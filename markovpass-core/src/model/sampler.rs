use rand::Rng;

use super::chain_model::{ChainModel, END_CHAR};

/// Performs one random walk over a chain model and returns the produced
/// token.
///
/// # Behavior
/// - Starts from the model's fixed start context.
/// - Repeatedly draws the next symbol from the current context's
///   distribution and slides the context window forward by one.
/// - Drawing the end marker terminates the walk and yields the token.
/// - A token reaching `max_length` is returned as-is; whether a truncated
///   token is acceptable is the caller's concern.
///
/// # Returns
/// `None` if a context with no outgoing transitions is reached. Contexts
/// recorded during training always lead to at least the end marker, so
/// this cannot happen when walking from the start context, but unknown
/// contexts are handled rather than assumed away.
pub fn sample<R: Rng + ?Sized>(model: &ChainModel, max_length: usize, rng: &mut R) -> Option<String> {
	let mut token = String::new();
	let mut context = model.start_context();

	while token.chars().count() < max_length {
		let next_symbol = model.next_symbol(&context, rng)?;
		if next_symbol == END_CHAR {
			break;
		}

		token.push(next_symbol);

		// Slide the window: drop the oldest symbol, append the new one
		context.push(next_symbol);
		context = last_n_chars(&context, model.order());
	}

	Some(token)
}

/// Returns the last `n` characters of a string.
///
/// If `n` is greater than the number of characters in `s`, the entire
/// string is returned.
fn last_n_chars(s: &str, n: usize) -> String {
	if n > s.chars().count() {
		return s.to_owned();
	}
	s.chars()
		.rev()
		.take(n)
		.collect::<Vec<_>>()
		.into_iter()
		.rev()
		.collect()
}

#[cfg(test)]
mod tests {
	use rand::SeedableRng;
	use rand::rngs::StdRng;

	use super::{last_n_chars, sample};
	use crate::corpus::Corpus;
	use crate::model::chain_model::ChainModel;

	#[test]
	fn walk_reproduces_single_word_chain() {
		let corpus = Corpus::new(["abc"]);
		let model = ChainModel::build(&corpus, 2).unwrap();
		let mut rng = StdRng::seed_from_u64(6);

		assert_eq!(sample(&model, 10, &mut rng), Some("abc".to_owned()));
	}

	#[test]
	fn walk_is_cut_off_at_max_length() {
		// An order-1 chain over "aaaa" loops on 'a'; the length bound is
		// the only thing stopping the walk early
		let corpus = Corpus::new(["aaaa"]);
		let model = ChainModel::build(&corpus, 1).unwrap();

		for seed in 0..20 {
			let mut rng = StdRng::seed_from_u64(seed);
			let token = sample(&model, 2, &mut rng).unwrap();
			assert!(token.chars().count() <= 2);
		}
	}

	#[test]
	fn zero_max_length_yields_empty_token() {
		let corpus = Corpus::new(["abc"]);
		let model = ChainModel::build(&corpus, 2).unwrap();
		let mut rng = StdRng::seed_from_u64(7);

		assert_eq!(sample(&model, 0, &mut rng), Some(String::new()));
	}

	#[test]
	fn last_n_chars_takes_the_tail() {
		assert_eq!(last_n_chars("abcdef", 3), "def");
		assert_eq!(last_n_chars("ab", 5), "ab");
	}
}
----
» Exercise prompt
Each record must be repeated exactly as it appears above.

» Task output
filename markovpass-core/src/model/sampler.rs
use rand::Rng;

use super::chain_model::{ChainModel, END_CHAR};

/// Performs one random walk over a chain model and returns the produced
/// token.
///
/// # Behavior
/// - Starts from the model's fixed start context.
/// - Repeatedly draws the next symbol from the current context's
///   distribution and slides the context window forward by one.
/// - Drawing the end marker terminates the walk and yields the token.
/// - A token reaching `max_length` is returned as-is; whether a truncated
///   token is acceptable is the caller's concern.
///
/// # Returns
/// `None` if a context with no outgoing transitions is reached. Contexts
/// recorded during training always lead to at least the end marker, so
/// this cannot happen when walking from the start context, but unknown
/// contexts are handled rather than assumed away.
pub fn sample<R: Rng + ?Sized>(model: &ChainModel, max_length: usize, rng: &mut R) -> Option<String> {
	let mut token = String::new();
	let mut context = model.start_context();

	while token.chars().count() < max_length {
		let next_symbol = model.next_symbol(&context, rng)?;
		if next_symbol == END_CHAR {
			break;
		}

		token.push(next_symbol);

		// Slide the window: drop the oldest symbol, append the new one
		context.push(next_symbol);
		context = last_n_chars(&context, model.order());
	}

	Some(token)
}

/// Returns the last `n` characters of a string.
///
/// If `n` is greater than the number of characters in `s`, the entire
/// string is returned.
fn last_n_chars(s: &str, n: usize) -> String {
	if n > s.chars().count() {
		return s.to_owned();
	}
	s.chars()
		.rev()
		.take(n)
		.collect::<Vec<_>>()
		.into_iter()
		.rev()
		.collect()
}

#[cfg(test)]
mod tests {
	use rand::SeedableRng;
	use rand::rngs::StdRng;

	use super::{last_n_chars, sample};
	use crate::corpus::Corpus;
	use crate::model::chain_model::ChainModel;

	#[test]
	fn walk_reproduces_single_word_chain() {
		let corpus = Corpus::new(["abc"]);
		let model = ChainModel::build(&corpus, 2).unwrap();
		let mut rng = StdRng::seed_from_u64(6);

		assert_eq!(sample(&model, 10, &mut rng), Some("abc".to_owned()));
	}

	#[test]
	fn walk_is_cut_off_at_max_length() {
		// An order-1 chain over "aaaa" loops on 'a'; the length bound is
		// the only thing stopping the walk early
		let corpus = Corpus::new(["aaaa"]);
		let model = ChainModel::build(&corpus, 1).unwrap();

		for seed in 0..20 {
			let mut rng = StdRng::seed_from_u64(seed);
			let token = sample(&model, 2, &mut rng).unwrap();
			assert!(token.chars().count() <= 2);
		}
	}

	#[test]
	fn zero_max_length_yields_empty_token() {
		let corpus = Corpus::new(["abc"]);
		let model = ChainModel::build(&corpus, 2).unwrap();
		let mut rng = StdRng::seed_from_u64(7);

		assert_eq!(sample(&model, 0, &mut rng), Some(String::new()));
	}

	#[test]
	fn last_n_chars_takes_the_tail() {
		assert_eq!(last_n_chars("abcdef", 3), "def");
		assert_eq!(last_n_chars("ab", 5), "ab");
	}
}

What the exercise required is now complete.